Before we can differentiate between "premise" and "proposition", we first need to define what they are.


  • When you say "proposition", I would assume you mean "proposition" as defined in A-logic; "proposition" then, refers to any message that must be either true or false.


    • "Socrates is a man." (must be either true or false, therefore a "proposition")

    • "Socrates is a frog." (ditto, therefore a "proposition")

    • "Give me some tips." (neither true nor false, therefore not a "proposition")

    Trivia: Do note that A-logic is not the only domain which uses the word "proposition". "proposition" by itself is ambiguous. In fact, some people claim that its a misleading concept that should be removed entirely from philosophy and semantics; cf. Wikipedia - Proposition.


  • "premise" as defined in A-logic, is a base "proposition" used in an "argument". An "argument" is composed of at least three "proposition"s: two base "proposition"s and one inferred "proposition".

    Examples (assume we are in a world where Socrates is a short but strong man, all men are mortal, no man is a frog, a frog is an amphibian, and all amphibians are mortal):

    • "Socrates is a man." (true premise)

      "All men are mortal." (true premise)

      "Socrates is mortal." (true, valid conclusion)

    • "Socrates is a man." (true premise)

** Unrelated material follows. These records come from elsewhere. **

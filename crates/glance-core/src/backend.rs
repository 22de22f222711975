//! Hardware collaborator boundary.

use crate::error::CameraError;
use crate::frame::Frame;
use crate::types::{Constraints, Facing, PermissionState};
use std::future::Future;

/// An acquired capture stream and the hardware tracks behind it.
pub trait StreamHandle: Send + 'static {
    /// Facing mode of the camera actually opened. May differ from the
    /// request when the backend substituted the nearest available device.
    fn facing(&self) -> Facing;

    /// Human-readable device label (path, card name).
    fn label(&self) -> &str;

    /// Read the next frame. Fails once the tracks have been stopped.
    fn read_frame(&mut self) -> Result<Frame, CameraError>;

    /// Release every underlying track so the device is closed and unlocked.
    /// Calling it again is a no-op.
    fn stop_all_tracks(&mut self);
}

/// Host media-capture capability.
pub trait CaptureBackend: Send + Sync + 'static {
    type Stream: StreamHandle;

    /// Whether the host exposes any capture capability at all.
    fn is_supported(&self) -> bool;

    /// Acquire a stream under the given constraints.
    fn request_stream(
        &self,
        constraints: Constraints,
    ) -> impl Future<Output = Result<Self::Stream, CameraError>> + Send;

    /// Best-effort permission probe; must not block on the device.
    fn permission_state(&self) -> impl Future<Output = PermissionState> + Send;
}
use serde::{Deserialize, Serialize};
use std::fmt;
use std::str::FromStr;
use thiserror::Error;
use uuid::Uuid;

/// Which way the requested camera points.
#[derive(Debug, Clone, Copy, PartialEq, Eq, Hash, Default, Serialize, Deserialize)]
#[serde(rename_all = "snake_case")]
pub enum Facing {
    /// Front camera, pointing at the person using the device.
    #[default]
    User,
    /// Rear camera, pointing away from the user.
    Environment,
}

impl Facing {
    pub fn opposite(self) -> Self {
        match self {
            Facing::User => Facing::Environment,
            Facing::Environment => Facing::User,
        }
    }

    pub fn as_str(self) -> &'static str {
        match self {
            Facing::User => "user",
            Facing::Environment => "environment",
        }
    }
}

impl fmt::Display for Facing {
    fn fmt(&self, f: &mut fmt::Formatter<'_>) -> fmt::Result {
        f.write_str(self.as_str())
    }
}

#[derive(Error, Debug, Clone, PartialEq, Eq)]
#[error("unknown facing mode: {0} (expected user or environment)")]
pub struct ParseFacingError(String);

impl FromStr for Facing {
    type Err = ParseFacingError;

    fn from_str(s: &str) -> Result<Self, Self::Err> {
        match s.trim().to_ascii_lowercase().as_str() {
            "user" | "front" => Ok(Facing::User),
            "environment" | "rear" | "back" => Ok(Facing::Environment),
            other => Err(ParseFacingError(other.to_string())),
        }
    }
}

/// Capture parameters for a single start attempt.
///
/// Every field is a preference; backends may substitute the closest
/// device or format they have.
#[derive(Debug, Clone, Copy, PartialEq, Eq)]
pub struct Constraints {
    pub facing: Facing,
    /// Preferred (width, height) in pixels.
    pub frame_size: Option<(u32, u32)>,
}

impl Constraints {
    pub fn new(facing: Facing) -> Self {
        Self {
            facing,
            frame_size: None,
        }
    }

    pub fn with_frame_size(mut self, width: u32, height: u32) -> Self {
        self.frame_size = Some((width, height));
        self
    }
}

/// Lifecycle state of the session manager.
#[derive(Debug, Clone, Copy, PartialEq, Eq, Default, Serialize)]
#[serde(rename_all = "snake_case")]
pub enum SessionState {
    #[default]
    Idle,
    Starting,
    Active,
    Stopping,
}

impl SessionState {
    pub fn is_active(self) -> bool {
        self == SessionState::Active
    }
}

impl fmt::Display for SessionState {
    fn fmt(&self, f: &mut fmt::Formatter<'_>) -> fmt::Result {
        let s = match self {
            SessionState::Idle => "idle",
            SessionState::Starting => "starting",
            SessionState::Active => "active",
            SessionState::Stopping => "stopping",
        };
        f.write_str(s)
    }
}

/// Result of a best-effort camera permission probe.
#[derive(Debug, Clone, Copy, PartialEq, Eq, Serialize)]
#[serde(rename_all = "snake_case")]
pub enum PermissionState {
    Granted,
    Denied,
    /// Not yet decided; the next start attempt will find out.
    Prompt,
    /// The host has no way to answer the question.
    Unsupported,
}

impl fmt::Display for PermissionState {
    fn fmt(&self, f: &mut fmt::Formatter<'_>) -> fmt::Result {
        let s = match self {
            PermissionState::Granted => "granted",
            PermissionState::Denied => "denied",
            PermissionState::Prompt => "prompt",
            PermissionState::Unsupported => "unsupported",
        };
        f.write_str(s)
    }
}

/// Point-in-time snapshot of the manager, suitable for display or JSON.
#[derive(Debug, Clone, Serialize)]
pub struct SessionStatus {
    pub state: SessionState,
    /// Facing mode of the most recent request.
    pub facing: Facing,
    /// Set only while a stream is bound.
    pub session_id: Option<Uuid>,
    /// Device label reported by the backend for the bound stream.
    pub device: Option<String>,
    pub active_for_ms: Option<u64>,
}
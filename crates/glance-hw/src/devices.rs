//! Facing-mode database and device selection.
//!
//! V4L2 has no notion of which way a camera points, so facing is decided
//! from, in order: explicit per-facing overrides, an embedded database
//! keyed by USB VID:PID (`contrib/cameras/*.toml`), and node order (first
//! camera faces the user, the rest face the environment). When nothing
//! matches, the first camera is substituted.

use crate::camera::DeviceInfo;
use glance_core::Facing;
use serde::Deserialize;
use std::sync::OnceLock;

const CAMERA_04F2_B6D9: &str = include_str!("../../../contrib/cameras/04f2-b6d9.toml");
const CAMERA_046D_0825: &str = include_str!("../../../contrib/cameras/046d-0825.toml");

static CAMERA_DB: OnceLock<Vec<CameraEntry>> = OnceLock::new();

/// One `contrib/cameras/*.toml` file.
#[derive(Debug, Clone, Deserialize)]
pub struct CameraEntry {
    pub facing: Facing,
    pub device: UsbDevice,
}

/// Camera identification fields from the `[device]` section.
#[derive(Debug, Clone, Deserialize)]
pub struct UsbDevice {
    pub vendor_id: u16,
    pub product_id: u16,
    pub name: String,
}

fn camera_db() -> &'static Vec<CameraEntry> {
    CAMERA_DB.get_or_init(|| {
        let mut db = Vec::new();
        for src in [CAMERA_04F2_B6D9, CAMERA_046D_0825] {
            match toml::from_str::<CameraEntry>(src) {
                Ok(entry) => db.push(entry),
                Err(e) => tracing::warn!(error = %e, "bad camera database entry"),
            }
        }
        db
    })
}

/// Look up a known camera by USB vendor:product ID.
pub fn lookup_camera(vid: u16, pid: u16) -> Option<&'static CameraEntry> {
    camera_db()
        .iter()
        .find(|c| c.device.vendor_id == vid && c.device.product_id == pid)
}

/// Read USB VID:PID from sysfs for a `/dev/videoN` device.
///
/// Returns `None` if the device is not USB or sysfs is unavailable.
pub fn get_usb_ids(device_path: &str) -> Option<(u16, u16)> {
    // /dev/video2 → "video2"
    let dev_name = std::path::Path::new(device_path).file_name()?.to_str()?;
    // /sys/class/video4linux/video2/device links to the USB interface dir
    let device_link = format!("/sys/class/video4linux/{dev_name}/device");
    let interface_dir = std::fs::canonicalize(&device_link).ok()?;
    let usb_device_dir = interface_dir.parent()?;

    let vid_str = std::fs::read_to_string(usb_device_dir.join("idVendor")).ok()?;
    let pid_str = std::fs::read_to_string(usb_device_dir.join("idProduct")).ok()?;

    let vid = u16::from_str_radix(vid_str.trim(), 16).ok()?;
    let pid = u16::from_str_radix(pid_str.trim(), 16).ok()?;
    Some((vid, pid))
}

/// Device paths pinned to a facing mode by configuration.
#[derive(Debug, Clone, Default, PartialEq, Eq)]
pub struct FacingOverrides {
    pub user: Option<String>,
    pub environment: Option<String>,
}

impl FacingOverrides {
    pub fn get(&self, facing: Facing) -> Option<&str> {
        match facing {
            Facing::User => self.user.as_deref(),
            Facing::Environment => self.environment.as_deref(),
        }
    }

    fn pinned_facing(&self, path: &str) -> Option<Facing> {
        if self.user.as_deref() == Some(path) {
            Some(Facing::User)
        } else if self.environment.as_deref() == Some(path) {
            Some(Facing::Environment)
        } else {
            None
        }
    }
}

/// The device chosen for a request and the way it actually faces.
#[derive(Debug, Clone, PartialEq, Eq)]
pub struct ResolvedDevice {
    pub path: String,
    pub facing: Facing,
    pub name: String,
}

/// Best-known facing of each device, in node order.
pub fn classify(devices: &[DeviceInfo], overrides: &FacingOverrides) -> Vec<Facing> {
    devices
        .iter()
        .enumerate()
        .map(|(index, dev)| {
            overrides
                .pinned_facing(&dev.path)
                .or_else(|| {
                    dev.usb_ids
                        .and_then(|(vid, pid)| lookup_camera(vid, pid))
                        .map(|entry| entry.facing)
                })
                .unwrap_or(if index == 0 {
                    Facing::User
                } else {
                    Facing::Environment
                })
        })
        .collect()
}

/// Pick the device for `facing`, substituting the first camera when no
/// device faces the requested way. `None` only when there are no devices
/// and no override.
pub fn resolve(
    devices: &[DeviceInfo],
    facing: Facing,
    overrides: &FacingOverrides,
) -> Option<ResolvedDevice> {
    if let Some(path) = overrides.get(facing) {
        let name = devices
            .iter()
            .find(|d| d.path == path)
            .map(|d| d.name.clone())
            .unwrap_or_else(|| path.to_string());
        return Some(ResolvedDevice {
            path: path.to_string(),
            facing,
            name,
        });
    }

    let facings = classify(devices, overrides);
    let index = facings
        .iter()
        .position(|&f| f == facing)
        .or(if devices.is_empty() { None } else { Some(0) })?;

    let dev = &devices[index];
    if facings[index] != facing {
        tracing::debug!(
            requested = %facing,
            device = %dev.path,
            "no matching camera; substituting"
        );
    }
    Some(ResolvedDevice {
        path: dev.path.clone(),
        facing: facings[index],
        name: dev.name.clone(),
    })
}
//! In-memory capture backend for lifecycle tests.
//!
//! Acquisitions can be held open with per-request gates so tests decide the
//! order in which concurrent requests resolve.

use crate::backend::{CaptureBackend, StreamHandle};
use crate::error::CameraError;
use crate::frame::Frame;
use crate::status::{StatusEvent, StatusSink};
use crate::types::{Constraints, Facing, PermissionState};
use std::collections::VecDeque;
use std::future::Future;
use std::sync::atomic::{AtomicBool, AtomicUsize, Ordering};
use std::sync::{Arc, Mutex};
use std::time::Duration;
use tokio::sync::oneshot;

#[derive(Default)]
struct Shared {
    unsupported: AtomicBool,
    gated: AtomicBool,
    dark: AtomicBool,
    requests: Mutex<Vec<Facing>>,
    gates: Mutex<Vec<Option<oneshot::Sender<()>>>>,
    failures: Mutex<VecDeque<CameraError>>,
    substitute: Mutex<Option<Facing>>,
    permission: Mutex<Option<PermissionState>>,
    live: AtomicUsize,
    max_live: AtomicUsize,
    read_delay: Mutex<Option<Duration>>,
    releases: AtomicUsize,
    leaked: AtomicUsize,
    reads: AtomicUsize,
}

#[derive(Clone, Default)]
pub(crate) struct MockBackend {
    shared: Arc<Shared>,
}

impl MockBackend {
    pub fn new() -> Self {
        Self::default()
    }

    pub fn unsupported() -> Self {
        let backend = Self::default();
        backend.shared.unsupported.store(true, Ordering::SeqCst);
        backend
    }

    /// Hold every following acquisition until [`release`](Self::release) is called.
    pub fn set_gated(&self, gated: bool) {
        self.shared.gated.store(gated, Ordering::SeqCst);
    }

    /// Let the `index`-th gated acquisition (in request order) resolve.
    pub fn release(&self, index: usize) {
        let gate = self.shared.gates.lock().unwrap()[index].take();
        if let Some(tx) = gate {
            let _ = tx.send(());
        }
    }

    /// Yield until at least `n` gated acquisitions are waiting.
    pub async fn wait_pending(&self, n: usize) {
        while self.shared.gates.lock().unwrap().len() < n {
            tokio::task::yield_now().await;
        }
    }

    /// Make every frame read from now on come back black.
    pub fn set_dark(&self, dark: bool) {
        self.shared.dark.store(dark, Ordering::SeqCst);
    }

    /// Make every frame read block the calling thread for `delay`, like a
    /// V4L2 dequeue waiting on the sensor.
    pub fn set_read_delay(&self, delay: Duration) {
        *self.shared.read_delay.lock().unwrap() = Some(delay);
    }

    pub fn fail_next(&self, err: CameraError) {
        self.shared.failures.lock().unwrap().push_back(err);
    }

    /// Pretend the only camera available faces `facing`.
    pub fn substitute(&self, facing: Facing) {
        *self.shared.substitute.lock().unwrap() = Some(facing);
    }

    pub fn set_permission(&self, state: PermissionState) {
        *self.shared.permission.lock().unwrap() = Some(state);
    }

    pub fn requests(&self) -> Vec<Facing> {
        self.shared.requests.lock().unwrap().clone()
    }

    pub fn live(&self) -> usize {
        self.shared.live.load(Ordering::SeqCst)
    }

    /// Most streams ever live at the same time.
    pub fn max_live(&self) -> usize {
        self.shared.max_live.load(Ordering::SeqCst)
    }

    pub fn releases(&self) -> usize {
        self.shared.releases.load(Ordering::SeqCst)
    }

    pub fn leaked(&self) -> usize {
        self.shared.leaked.load(Ordering::SeqCst)
    }

    pub fn reads(&self) -> usize {
        self.shared.reads.load(Ordering::SeqCst)
    }
}

impl CaptureBackend for MockBackend {
    type Stream = MockStream;

    fn is_supported(&self) -> bool {
        !self.shared.unsupported.load(Ordering::SeqCst)
    }

    fn request_stream(
        &self,
        constraints: Constraints,
    ) -> impl Future<Output = Result<MockStream, CameraError>> + Send {
        let shared = self.shared.clone();
        async move {
            shared.requests.lock().unwrap().push(constraints.facing);

            if shared.gated.load(Ordering::SeqCst) {
                let (tx, rx) = oneshot::channel();
                shared.gates.lock().unwrap().push(Some(tx));
                let _ = rx.await;
            }

            if let Some(err) = shared.failures.lock().unwrap().pop_front() {
                return Err(err);
            }

            let facing = shared
                .substitute
                .lock()
                .unwrap()
                .unwrap_or(constraints.facing);
            let live = shared.live.fetch_add(1, Ordering::SeqCst) + 1;
            shared.max_live.fetch_max(live, Ordering::SeqCst);
            Ok(MockStream {
                shared: shared.clone(),
                facing,
                label: format!("mock-{facing}"),
                stopped: false,
                sequence: 0,
            })
        }
    }

    fn permission_state(&self) -> impl Future<Output = PermissionState> + Send {
        let state = self
            .shared
            .permission
            .lock()
            .unwrap()
            .unwrap_or(PermissionState::Prompt);
        async move { state }
    }
}

pub(crate) struct MockStream {
    shared: Arc<Shared>,
    facing: Facing,
    label: String,
    stopped: bool,
    sequence: u32,
}

impl StreamHandle for MockStream {
    fn facing(&self) -> Facing {
        self.facing
    }

    fn label(&self) -> &str {
        &self.label
    }

    fn read_frame(&mut self) -> Result<Frame, CameraError> {
        if self.stopped {
            return Err(CameraError::CaptureFailed("tracks stopped".into()));
        }
        let delay = *self.shared.read_delay.lock().unwrap();
        if let Some(delay) = delay {
            std::thread::sleep(delay);
        }
        self.shared.reads.fetch_add(1, Ordering::SeqCst);
        self.sequence += 1;
        let level = if self.shared.dark.load(Ordering::SeqCst) { 0 } else { 128 };
        Ok(Frame::from_gray(vec![level; 16], 4, 4, self.sequence))
    }

    fn stop_all_tracks(&mut self) {
        if self.stopped {
            return;
        }
        self.stopped = true;
        self.shared.live.fetch_sub(1, Ordering::SeqCst);
        self.shared.releases.fetch_add(1, Ordering::SeqCst);
    }
}

impl Drop for MockStream {
    fn drop(&mut self) {
        if !self.stopped {
            self.shared.leaked.fetch_add(1, Ordering::SeqCst);
            self.shared.live.fetch_sub(1, Ordering::SeqCst);
        }
    }
}

/// Status sink that keeps every event for later assertions.
#[derive(Clone, Default)]
pub(crate) struct RecordingSink {
    events: Arc<Mutex<Vec<StatusEvent>>>,
}

impl RecordingSink {
    pub fn events(&self) -> Vec<StatusEvent> {
        self.events.lock().unwrap().clone()
    }

    pub fn errors(&self) -> Vec<StatusEvent> {
        self.events().into_iter().filter(|e| e.is_error()).collect()
    }

    pub fn messages(&self) -> Vec<String> {
        self.events().into_iter().map(|e| e.message).collect()
    }
}

impl StatusSink for RecordingSink {
    fn emit(&self, event: StatusEvent) {
        self.events.lock().unwrap().push(event);
    }
}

      "All men are mortal." (true premise)

      "Socrates is strong." (true, invalid conclusion)

    • "Socrates is a man." (true premise)

      "All men are tall." (false premise)

      "Socrates is tall." (false, valid conclusion)

    • "Socrates is a frog." (false premise)

      "All frogs are mortal." (true premise)

      "Socrates is mortal." (true, valid conclusion)

So the difference between a "proposition" and a "premise" is that a "proposition" can exist without an associating "argument", but a "premise" cannot. More succinctly, we can say "no argument, no premise", but "no argument, yes/no proposition".

Part 2

Consider your first sentence:

If men evolved from apes then there wouldn't be any ape nowadays.

It must be either true or false, thus (as explained in part 1) it's a "proposition".

Consider your second sentence:

There are apes nowadays.

It must be either true or false, thus it's also a "proposition".

As explained in part 1, there is no "argument" here because we only have two "proposition"s; since there is no "argument", there is therefore no "premise"s as well.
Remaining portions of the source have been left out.